El carácter vehicular del catalán se considera blindado por la última ley orgánica de educación, la ley Celáa, que eliminó el reconocimiento que hacia la ley Wert del castellano como lengua vehicular también en Cataluña (y en todas las CCAA) y por la propia ley de Educación aprobada por el Parlament en 2009 con los votos de PSC, ERC y CDC y con la abstención de IC, partido que formaba parte del gobierno de izquierdas que impulsó la ley y que se abstuvo, no por la inmersión, sino por su rechazo a la subvención de la escuela concertada. La ley catalana supuso la adecuación del modelo en función del Estatut de 2006, y como sucedió con este estatuto, también acabó en el Tribunal Constitucional a iniciativa del PP y salió con algunas modificaciones menores, ninguna de las cuales afectaba al modelo lingüístico ni a la competencia exclusiva de la Generalitat para establecer dicho modelo.
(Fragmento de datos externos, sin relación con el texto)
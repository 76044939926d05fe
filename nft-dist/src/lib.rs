//! # nft-dist
//!
//! A command line tool that packages native-file-tests build outputs into a
//! versioned, checksummed zip archive for distribution.
//!
//! ## Overview
//!
//! `nft-dist` collects the files produced by a prior build step (laid out as
//! `build/<config>/<file>`), computes a SHA256 content hash for each, copies
//! them into a freshly created staging directory with the hash appended to
//! the filename, and compresses the staging directory into a zip archive.
//! Downstream consumers verify integrity by recomputing the hash embedded in
//! each filename.
//!
//! ## Usage
//!
//! ```bash
//! # Package the linux build outputs as version 1.2.3
//! nft-dist linux 1.2.3
//!
//! # Package outputs from a non-default location
//! nft-dist darwin 0.4.0 --build-root out/native --output-root dist
//! ```
//!
//! A successful run produces `native-file-tests-<platform>-<version>/`
//! (the staged artifacts, kept for inspection) and
//! `native-file-tests-<platform>-<version>.zip` under the output root.
//!
//! ## Configuration
//!
//! Defaults for the build and output roots can be specified in
//! `.config/nft-dist.toml` in your project directory. Command line flags take
//! precedence over configuration values.

/// Core archiver that orchestrates staging and compression
pub mod archiver;

/// Command-line interface definitions and argument parsing
pub mod cli;

/// Configuration file handling and default settings management
pub mod config;

/// Error types and error handling utilities
pub mod error;

/// Staging-copy and zip archive creation utilities
pub mod packager;

/// Utility functions for file hashing
pub mod utils;
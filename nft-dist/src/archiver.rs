use std::fs;
use std::io::ErrorKind;
use std::path::{Path, PathBuf};

use anyhow::{Context, Result};

use crate::cli::Args;
use crate::config::Config;
use crate::error::{DistError, Result as NftResult};
use crate::packager;

pub struct Archiver {
    args: Args,
}

impl Archiver {
    pub fn new(mut args: Args) -> Result<Self> {
        // Load configuration
        let config = Config::load(&args.config).context("Failed to load configuration")?;

        // Merge configuration with args
        config.merge_with_args(&mut args);

        Ok(Self { args })
    }

    pub fn run(&self) -> Result<PathBuf> {
        let archive_name = self.args.archive_name();
        tracing::info!("Packaging build outputs as: {}", archive_name);

        let output_root = self.args.output_root();
        let staging_dir = output_root.join(&archive_name);
        create_staging_dir(&staging_dir)?;

        let build_root = self.args.build_root();
        let outputs = collect_build_outputs(&build_root)?;
        if outputs.is_empty() {
            return Err(DistError::NoArtifacts {
                root: build_root.display().to_string(),
            }
            .into());
        }

        let staged = packager::stage_artifacts(&outputs, &staging_dir)?;
        tracing::info!(
            "Staged {} artifacts in {}",
            staged.len(),
            staging_dir.display()
        );

        let archive_path = packager::create_archive(&staging_dir, &output_root)?;

        tracing::info!("Packaging completed successfully!");
        Ok(archive_path)
    }
}

/// Create the staging directory, refusing to reuse one left by a previous run
fn create_staging_dir(path: &Path) -> NftResult<()> {
    match fs::create_dir(path) {
        Ok(()) => Ok(()),
        Err(e) if e.kind() == ErrorKind::AlreadyExists => Err(DistError::StagingDirExists {
            path: path.display().to_string(),
        }),
        Err(e) => Err(e.into()),
    }
}

/// Find build outputs exactly one configuration directory below the build root
///
/// Layout is `<build-root>/<config>/<file>`. Entries at any other depth are
/// ignored. Enumeration order follows the filesystem and is not sorted; every
/// file is staged independently, so the result does not depend on it.
fn collect_build_outputs(build_root: &Path) -> NftResult<Vec<PathBuf>> {
    let mut outputs = Vec::new();

    if !build_root.is_dir() {
        return Ok(outputs);
    }

    for entry in fs::read_dir(build_root)? {
        let entry = entry?;
        if !entry.file_type()?.is_dir() {
            continue;
        }

        for file in fs::read_dir(entry.path())? {
            let file = file?;
            if file.file_type()?.is_file() {
                outputs.push(file.path());
            }
        }
    }

    Ok(outputs)
}
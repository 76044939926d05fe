use anyhow::Result;
use serde::{Deserialize, Serialize};
use std::path::{Path, PathBuf};

use crate::error::DistError;

#[derive(Debug, Deserialize, Serialize, Default)]
pub struct Config {
    #[serde(default)]
    pub default: DefaultConfig,
}

#[derive(Debug, Deserialize, Serialize, Default)]
pub struct DefaultConfig {
    pub build_root: Option<PathBuf>,

    pub output_root: Option<PathBuf>,
}

impl Config {
    /// Load configuration from file
    pub fn load(path: &Path) -> Result<Self> {
        if !path.exists() {
            return Ok(Config::default());
        }

        let content = std::fs::read_to_string(path)?;
        let config: Config = toml::from_str(&content)
            .map_err(|e| DistError::Config(format!("{}: {e}", path.display())))?;
        Ok(config)
    }

    /// Merge configuration with command line arguments
    pub fn merge_with_args(&self, args: &mut crate::cli::Args) {
        if args.build_root.is_none() {
            args.build_root = self.default.build_root.clone();
        }

        if args.output_root.is_none() {
            args.output_root = self.default.output_root.clone();
        }
    }
}
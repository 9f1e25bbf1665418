//! Embeddable core library for fixasm.
//!
//! Provides a clap-free entry point that walks a tree, derives each assembly
//! file's package prefix and scans or rewrites the file.
//!
//! # Port traits
//!
//! - [`TreeView`] — enumerate assembly files under a root
//! - [`FindingSink`](ports::FindingSink) — receive dry-run findings
//!
//! The [`adapters`] module provides default implementations.
//!
//! # Entry points
//!
//! - [`run`](pipeline::run) — process every file of a `TreeView`
//! - [`run_fs`](pipeline::run_fs) — same, over the filesystem at `settings.root`

pub mod adapters;
pub mod pipeline;
pub mod ports;
pub mod settings;

// Re-export so callers don't need fixasm-domain / fixasm-types directly.
pub use fixasm_domain::{FsTreeView, TreeView};
pub use fixasm_types::{EditMode, Finding, FixError, FixResult, PackageId};
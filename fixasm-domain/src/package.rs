use camino::{Utf8Component, Utf8Path};
use fixasm_types::{FixError, FixResult, PACKAGE_SEPARATOR, PackageId};

/// Derive the package identifier for a file from its path relative to the walk root.
///
/// The file name is dropped and the remaining directories are joined with
/// [`PACKAGE_SEPARATOR`], so `runtime/internal/atomic/atomic_amd64.s` yields
/// `runtime∕internal∕atomic`. Paths with fewer than two segments have no
/// package and fail with [`FixError::InvalidPath`].
pub fn derive_package_id(path: &Utf8Path) -> FixResult<PackageId> {
    let invalid = || FixError::InvalidPath {
        path: path.to_string(),
    };

    let mut segments = Vec::new();
    for component in path.components() {
        match component {
            Utf8Component::Normal(s) => segments.push(s),
            Utf8Component::CurDir => {}
            _ => return Err(invalid()),
        }
    }

    if segments.len() < 2 {
        return Err(invalid());
    }
    segments.pop();

    let sep = PACKAGE_SEPARATOR.to_string();
    Ok(PackageId::new(segments.join(sep.as_str())))
}
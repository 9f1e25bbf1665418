//! The walk driver, extracted from the CLI.
//!
//! Files are processed strictly one after another. The first error stops the
//! walk and is returned with the offending path attached; nothing after it is
//! visited.

use crate::ports::FindingSink;
use crate::settings::RunSettings;
use camino::Utf8Path;
use fixasm_domain::{FsTreeView, TreeView, derive_package_id};
use fixasm_edit::{FileOutcome, process_file};
use fixasm_types::{EditMode, FixError, FixResult};
use tracing::{debug, info};

/// Totals for a completed run.
#[derive(Debug, Clone, Copy, Default, PartialEq, Eq)]
pub struct RunSummary {
    pub files_visited: u64,
    /// Files with at least one redundant prefix.
    pub files_matched: u64,
    /// Dry run only.
    pub matching_lines: u64,
    /// Rewrite only.
    pub replacements: u64,
    /// Rewrite only.
    pub files_written: u64,
}

/// Walk `settings.root` on disk.
pub fn run_fs(settings: &RunSettings, sink: &mut dyn FindingSink) -> FixResult<RunSummary> {
    let tree = FsTreeView::new(settings.root.clone());
    run(&tree, settings.mode, sink)
}

/// Process every assembly file `tree` yields.
pub fn run(tree: &dyn TreeView, mode: EditMode, sink: &mut dyn FindingSink) -> FixResult<RunSummary> {
    info!("processing {}...", tree.root());

    let mut summary = RunSummary::default();
    for rel in tree.assembly_files() {
        let rel = rel?;
        info!("assembly file {}", rel);
        summary.files_visited += 1;

        process_one(tree.root(), &rel, mode, sink, &mut summary)
            .map_err(|e| FixError::in_file(&rel, e))?;
    }

    debug!(?summary, "run complete");
    Ok(summary)
}

fn process_one(
    root: &Utf8Path,
    rel: &Utf8Path,
    mode: EditMode,
    sink: &mut dyn FindingSink,
    summary: &mut RunSummary,
) -> FixResult<()> {
    let package = derive_package_id(rel)?;
    info!("package: {}", package);

    match process_file(root, rel, &package, mode)? {
        FileOutcome::Scanned { findings } => {
            if !findings.is_empty() {
                summary.files_matched += 1;
                summary.matching_lines += findings.len() as u64;
            }
            for finding in &findings {
                sink.record(finding);
            }
        }
        FileOutcome::Rewritten {
            replacements,
            written,
        } => {
            if replacements > 0 {
                summary.files_matched += 1;
                summary.replacements += replacements as u64;
            }
            if written {
                summary.files_written += 1;
            }
        }
    }

    Ok(())
}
La sentencia del 25% supondrá en general doblar la presencia del castellano en las aulas y, de entrada, chocará con la autonomía de los centros para aplicar el criterio propio de flexibilización del grado de inmersión para asegurar el arraigo de la escuela en su entorno, tal y como les atribuye el artículo 44.2 del Estatut. Se puede prever una ola de resistencias locales a la fijación del 25% para salvaguardar el castellano en el interior de las clases, aunque no hará falta aplicarlo durante el recreo cuando el castellano se impone solo. No se puede descartar tampoco un aluvión de estudios científicos y académicos combatiendo el desconocido fundamento del 25% como porcentaje idóneo, que resulta poco para los que quisieran un 50% y demasiado para los que pudieran aceptar un 15%.
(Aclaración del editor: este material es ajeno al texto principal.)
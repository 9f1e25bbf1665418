//! Clap-free settings for a run.

use camino::Utf8PathBuf;
use fixasm_types::EditMode;

/// Everything a run needs. Built by the CLI, or directly by embedders.
#[derive(Debug, Clone, PartialEq, Eq)]
pub struct RunSettings {
    /// Directory to walk, e.g. `$GOROOT/src`.
    pub root: Utf8PathBuf,
    /// Scan (dry run) or rewrite.
    pub mode: EditMode,
}

impl RunSettings {
    pub fn new(root: impl Into<Utf8PathBuf>, mode: EditMode) -> Self {
        Self {
            root: root.into(),
            mode,
        }
    }
}

impl Default for RunSettings {
    fn default() -> Self {
        Self {
            root: Utf8PathBuf::from("."),
            mode: EditMode::Scan,
        }
    }
}
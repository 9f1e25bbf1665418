//! Shared types for the fixasm workspace.
//!
//! Everything here is plain data: the glyphs that make up a qualified
//! assembly symbol, the edit mode, and the error type every crate returns.

pub mod error;

use camino::Utf8PathBuf;
use std::fmt;

pub use error::{FixError, FixResult};

/// Joins package path elements inside a symbol (U+2215 DIVISION SLASH).
pub const PACKAGE_SEPARATOR: char = '∕';

/// Separates a package qualifier from the symbol name (U+00B7 MIDDLE DOT).
pub const SYMBOL_MARKER: char = '·';

/// Only files whose name ends with this suffix are processed.
pub const ASM_SUFFIX: &str = ".s";

/// Directories with this name are pruned from the walk, subtree included.
pub const VENDOR_DIR: &str = "vendor";

/// What to do with a file once its package prefix is known.
#[derive(Debug, Clone, Copy, Default, PartialEq, Eq)]
pub enum EditMode {
    /// Report matching lines, never touch the file.
    #[default]
    Scan,
    /// Strip every redundant prefix and write the file back.
    Rewrite,
}

impl EditMode {
    /// Map the CLI's `--dry-run` value onto a mode.
    pub fn from_dry_run(dry_run: bool) -> Self {
        if dry_run { Self::Scan } else { Self::Rewrite }
    }

    pub fn is_dry_run(self) -> bool {
        matches!(self, Self::Scan)
    }
}

/// Package identifier derived from a file's directory, e.g. `runtime∕internal∕atomic`.
#[derive(Debug, Clone, PartialEq, Eq, Hash, PartialOrd, Ord)]
pub struct PackageId(String);

impl PackageId {
    pub fn new(id: impl Into<String>) -> Self {
        Self(id.into())
    }

    pub fn as_str(&self) -> &str {
        &self.0
    }

    /// The literal text searched for: identifier followed by the marker.
    pub fn qualified_prefix(&self) -> String {
        let mut s = String::with_capacity(self.0.len() + SYMBOL_MARKER.len_utf8());
        s.push_str(&self.0);
        s.push(SYMBOL_MARKER);
        s
    }
}

impl fmt::Display for PackageId {
    fn fmt(&self, f: &mut fmt::Formatter<'_>) -> fmt::Result {
        f.write_str(&self.0)
    }
}

/// A line containing a redundant package prefix, reported in scan mode.
#[derive(Debug, Clone, PartialEq, Eq)]
pub struct Finding {
    /// Path relative to the walk root.
    pub path: Utf8PathBuf,
    /// 1-based line number.
    pub line_number: usize,
    /// The line as read, without its terminator.
    pub line: String,
}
Al margen de las dificultades para hacer cumplir este porcentaje exacto y de la frivolidad inicial de apostar por la desobediencia, lo que pone en evidencia esta sentencia es la necesidad de rehacer el consenso originario sobre la inmersión y sobre la intensidad de la misma cuarenta años después de haber sido establecida por el gobierno de Jordi Pujol. La inmersión se aprobó a instancias de socialistas y comunistas para evitar la apuesta (con la que flirteó el pujolismo) por un modelo educativo que segregara las escuelas en dos líneas marcadas por el uso del catalán o el castellano. Durante años, sucesivas sentencias puntuales venían advirtiendo de la necesidad de adecuar el proyecto inicial a la evolución socio lingüística de Cataluña, una vez asegurada la pervivencia del catalán y del bilingüismo gracias justamente a la inmersión.
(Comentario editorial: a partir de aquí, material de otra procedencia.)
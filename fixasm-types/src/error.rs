//! Error type shared by every fixasm crate.
//!
//! All errors are fatal for the run; the variants only differ in what they
//! tell the user.

use camino::Utf8PathBuf;
use thiserror::Error;

#[derive(Debug, Error)]
pub enum FixError {
    /// Wrong number of positional arguments.
    #[error("usage: fixasm GOROOT/src")]
    Usage,

    /// A visited path is not `<dir>/.../<file>` relative to the root.
    #[error("invalid path {path:?}: expected at least a directory and a file name")]
    InvalidPath { path: String },

    /// The literal search pattern could not be compiled.
    #[error("cannot build pattern {pattern:?}: {message}")]
    Pattern { pattern: String, message: String },

    /// Open, stat, read or write failed.
    #[error("{source}")]
    Io {
        path: Utf8PathBuf,
        #[source]
        source: std::io::Error,
    },

    /// Context added by the walk driver for the file being processed.
    #[error("error processing {path}: {source}")]
    File {
        path: Utf8PathBuf,
        #[source]
        source: Box<FixError>,
    },
}

impl FixError {
    pub fn io(path: impl Into<Utf8PathBuf>, source: std::io::Error) -> Self {
        Self::Io {
            path: path.into(),
            source,
        }
    }

    pub fn in_file(path: impl Into<Utf8PathBuf>, source: FixError) -> Self {
        Self::File {
            path: path.into(),
            source: Box::new(source),
        }
    }

    /// The innermost error, skipping `File` context wrappers.
    pub fn root_cause(&self) -> &FixError {
        match self {
            FixError::File { source, .. } => source.root_cause(),
            other => other,
        }
    }

    pub fn is_invalid_path(&self) -> bool {
        matches!(self.root_cause(), FixError::InvalidPath { .. })
    }

    pub fn is_io(&self) -> bool {
        matches!(self.root_cause(), FixError::Io { .. })
    }

    /// Every failure aborts the run with the same status.
    pub fn exit_code(&self) -> u8 {
        1
    }
}

pub type FixResult<T> = Result<T, FixError>;
use fixasm_types::{FixError, FixResult, PackageId, SYMBOL_MARKER};
use regex::bytes::{NoExpand, Regex};
use std::borrow::Cow;

/// Literal `<package>·` matcher over raw bytes.
///
/// Package identifiers may contain `.`, `+` and friends, so the identifier is
/// escaped before compiling; the regex only ever matches the literal text.
#[derive(Debug, Clone)]
pub struct MatchPattern {
    literal: String,
    re: Regex,
}

impl MatchPattern {
    pub fn new(package: &PackageId) -> FixResult<Self> {
        let literal = package.qualified_prefix();
        let re = Regex::new(&regex::escape(&literal)).map_err(|e| FixError::Pattern {
            pattern: literal.clone(),
            message: e.to_string(),
        })?;
        Ok(Self { literal, re })
    }

    /// The text being searched for.
    pub fn as_str(&self) -> &str {
        &self.literal
    }

    pub fn is_match(&self, haystack: &[u8]) -> bool {
        self.re.is_match(haystack)
    }

    /// Replace each non-overlapping match with the bare marker.
    ///
    /// Returns the new content and the number of replacements; with no matches
    /// the input is returned borrowed.
    pub fn strip<'a>(&self, content: &'a [u8]) -> (Cow<'a, [u8]>, usize) {
        let count = self.re.find_iter(content).count();
        if count == 0 {
            return (Cow::Borrowed(content), 0);
        }

        let mut marker = [0u8; 4];
        let marker = SYMBOL_MARKER.encode_utf8(&mut marker).as_bytes();
        (self.re.replace_all(content, NoExpand(marker)), count)
    }
}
Esta urgencia se recoge con palabras diferentes pero con el mismo sentido en el artículo 35.2 del Estatut, en la ley de educación catalana y en la Lomloe de 2020: garantizar que todos los alumnos obtengan la suficiencia de conocimientos en catalán y en castellano, sea cual sea su lengua habitual. Pero estas intenciones no se materializaron y así se ha llegado a la judicialización definitiva y a la polémica más peligrosa para la convivencia, tal vez más que el mismísimo Procés.